We love the concept and wanted to know more about this successful and timely business venture. So, we caught up with Taylor Stitch Co-Founder and CEO, Michael Maher at his San Francisco Headquarters.
M&B: How was Taylor Stitch created and what was the inspiration for launching the brand?
Michael: Taylor Stitch began as an experiment in custom tailored shirting. We couldn’t find a shirt that fit and simply became enamored by a better fitting, higher quality product without all the pretense of the fashion world. We yearned for something that was tailored yet more casual and could transfer from work to the weekend.
We saw the casualization of the American office happen as tech permeated the country. Even my friends in finance in New York were wearing jeans to meetings. It was clear the line between what guys were wearing to work and wearing on the weekend was blurring quickly.
Guys were rolling sleeves and ditching ties so the ole 15.5/33 and a size medium didn’t mean anything, so we created a shirt sized like a jacket based on the thousands of custom shirts we had made. You buy our shirts by your chest size. So, if you wear a 40 jacket (our medium) you buy a 40 shirt. We built a shirt that looks just as good (and stays) tucked in as it does out with the collar undone and sleeves rolled up. A utilitarian approach to shirt making.
Ten years later, Taylor Stitch has grown to offer more than just shirts by slowly developing best in class products across just about every category of menswear. We continue to innovate on the classics by using organic, recycled and regenerative fibers wherever possible. By the end of this year, 95 percent of our cotton will be organic while offering many other recycled and regenerative fibers made from everything from Baby Yak (softer than cashmere) to recycled water bottles (also surprisingly soft).
Taylor Stitch Rover Jacket
M&B: Tell us a little about how you used Cash Flow instead of VC money to fund and grow your venture.
Michael: We built a crowdfunding platform, so our customers are involved in the product creation process.
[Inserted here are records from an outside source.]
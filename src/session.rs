//! Session context: configuration, storage and the currently open file
//!
//! A session owns at most one open data file. Mutations go through the
//! [`Rewriter`], which closes and reopens the handle around the commit.

use crate::compare::{SortDirection, SortKey};
use crate::config::StoreConfig;
use crate::error::{StoreError, StoreResult};
use crate::loader;
use crate::order::{detect_order, DetectedOrder};
use crate::record::Record;
use crate::rewrite::{Committed, Mutation, Rewriter};
use crate::storage::{FsStorage, Storage};
use crate::workspace::Workspace;
use std::fs::File;
use std::io::Write;
use std::path::{Path, PathBuf};
use tracing::{info, warn};

/// The data file a session is working on
#[derive(Debug)]
pub struct OpenFile {
    name: String,
    path: PathBuf,
    handle: File,
}

impl OpenFile {
    pub fn name(&self) -> &str {
        &self.name
    }

    pub fn path(&self) -> &Path {
        &self.path
    }
}

/// Explicit state threaded through every record operation
pub struct Session<S: Storage = FsStorage> {
    workspace: Workspace,
    storage: S,
    open: Option<OpenFile>,
}

impl Session<FsStorage> {
    /// Session on the local filesystem; creates the working folder
    pub fn new(config: StoreConfig) -> StoreResult<Self> {
        let storage = FsStorage::new(&config);
        Self::with_storage(config, storage)
    }
}

impl<S: Storage> Session<S> {
    pub fn with_storage(config: StoreConfig, storage: S) -> StoreResult<Self> {
        config.validate()?;
        let workspace = Workspace::new(config);
        workspace.ensure_working_folder()?;
        Ok(Self {
            workspace,
            storage,
            open: None,
        })
    }

    pub fn config(&self) -> &StoreConfig {
        self.workspace.config()
    }

    pub fn workspace(&self) -> &Workspace {
        &self.workspace
    }

    pub fn current_file(&self) -> Option<&OpenFile> {
        self.open.as_ref()
    }

    pub fn list_files(&self) -> StoreResult<Vec<String>> {
        self.workspace.list_files()
    }

    pub fn create_file(&self, name: &str) -> StoreResult<String> {
        self.workspace.create_file(name)
    }

    /// Delete a data file, closing it first if it is the open one
    pub fn delete_file(&mut self, name: &str) -> StoreResult<String> {
        let file_name = self.workspace.resolve(name)?;
        if self.open.as_ref().map(OpenFile::name) == Some(file_name.as_str()) {
            self.close_file();
        }
        self.workspace.delete_file(&file_name)
    }

    /// Open an existing data file, replacing any previously open one
    pub fn open_file(&mut self, name: &str) -> StoreResult<&OpenFile> {
        let file_name = self.workspace.resolve(name)?;
        let path = self.workspace.path_of(&file_name);
        let handle = self.storage.reopen_for_append(&path).map_err(|err| {
            if err.kind() == std::io::ErrorKind::NotFound {
                StoreError::file_not_found(&file_name)
            } else {
                StoreError::Io(err)
            }
        })?;

        info!(file = %file_name, "opened data file");
        Ok(&*self.open.insert(OpenFile {
            name: file_name,
            path,
            handle,
        }))
    }

    pub fn close_file(&mut self) {
        if let Some(open) = self.open.take() {
            info!(file = %open.name, "closed data file");
        }
    }

    /// Load the open file's records fresh from disk
    pub fn records(&self) -> StoreResult<Vec<Record>> {
        let open = self.open.as_ref().ok_or(StoreError::NoFileOpen)?;
        loader::load(&open.path, self.config())
    }

    /// Order the open file's records already satisfy, if any
    pub fn detect_order(&self) -> StoreResult<Option<DetectedOrder>> {
        Ok(detect_order(&self.records()?))
    }

    /// Append one record to the end of the open file
    pub fn append_record(&mut self, record: &Record) -> StoreResult<()> {
        let open = self.open.as_mut().ok_or(StoreError::NoFileOpen)?;
        writeln!(open.handle, "{record}")?;
        open.handle.flush()?;
        Ok(())
    }

    /// Remove the record at a 0-based index
    pub fn delete_at(&mut self, index: usize) -> StoreResult<Committed> {
        self.mutate(Mutation::DeleteAt(index))
    }

    /// Replace the record at a 0-based index
    pub fn replace_at(&mut self, index: usize, record: Record) -> StoreResult<Committed> {
        self.mutate(Mutation::ReplaceAt(index, record))
    }

    /// Reorder every record by (key, direction)
    pub fn reorder(&mut self, key: SortKey, direction: SortDirection) -> StoreResult<Committed> {
        self.mutate(Mutation::Reorder { key, direction })
    }

    /// Insert a record where it keeps the file's detected order
    pub fn insert(&mut self, record: Record) -> StoreResult<Committed> {
        self.mutate(Mutation::Insert(record))
    }

    fn mutate(&mut self, mutation: Mutation) -> StoreResult<Committed> {
        let open = self.open.take().ok_or(StoreError::NoFileOpen)?;
        let OpenFile { name, path, handle } = open;

        let rewriter = Rewriter::new(&self.storage, self.workspace.config());
        match rewriter.rewrite(handle, &path, mutation) {
            Ok((handle, committed)) => {
                self.open = Some(OpenFile { name, path, handle });
                Ok(committed)
            }
            Err(err) => {
                if !err.original_intact() {
                    warn!(file = %name, error = %err, "data file was rewritten before the failure");
                }
                match self.storage.reopen_for_append(&path) {
                    Ok(handle) => self.open = Some(OpenFile { name, path, handle }),
                    Err(reopen_err) => {
                        warn!(file = %name, error = %reopen_err, "can't reopen after failed rewrite");
                    }
                }
                Err(err)
            }
        }
    }
}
This helps us control our own destiny, bringing customers to the front of the value chain. We are building something for the long haul — not just with our products but the brand as well.
M&B: So How are your sales doing? Are they growing? And how do you sell your apparel?
Michael: (Re sales and growth) We became profitable last year, which is a huge accomplishment and something we are really proud of. Our customer base is growing steadily, and we are constantly exploring ways to expand our footprint across the country.
(Re how we sell) We deploy a hybrid selling model. We have essentials always in-stock, and the rest is crowdfunded through our Workshop. The Workshop model guarantees early community buy-in, and significantly limits waste caused by overproduction. To date, 95% of the items we design get crowdfunded.
M&B: We notice you have online sales and bricks and mortar shops. Why have you bifurcated your sales program?
Michael: The most successful brands incorporate both online and offline elements. Retail is far from dead. For us, it’s about giving customers a place to experience the brand with all 5 senses. No digital experience can replace the feeling of trying on a shirt that fits perfectly.
M&B: What was the biggest challenge you faced getting started and how did you overcome it?
Michael: We started a shirting company with no shirting experience and no money. So, we turned to the country’s oldest family of shirt makers to learn. From fit and balance to why 22 stitches per inch matter, we spared no lesson in construction. It’s taken time but it’s worth it.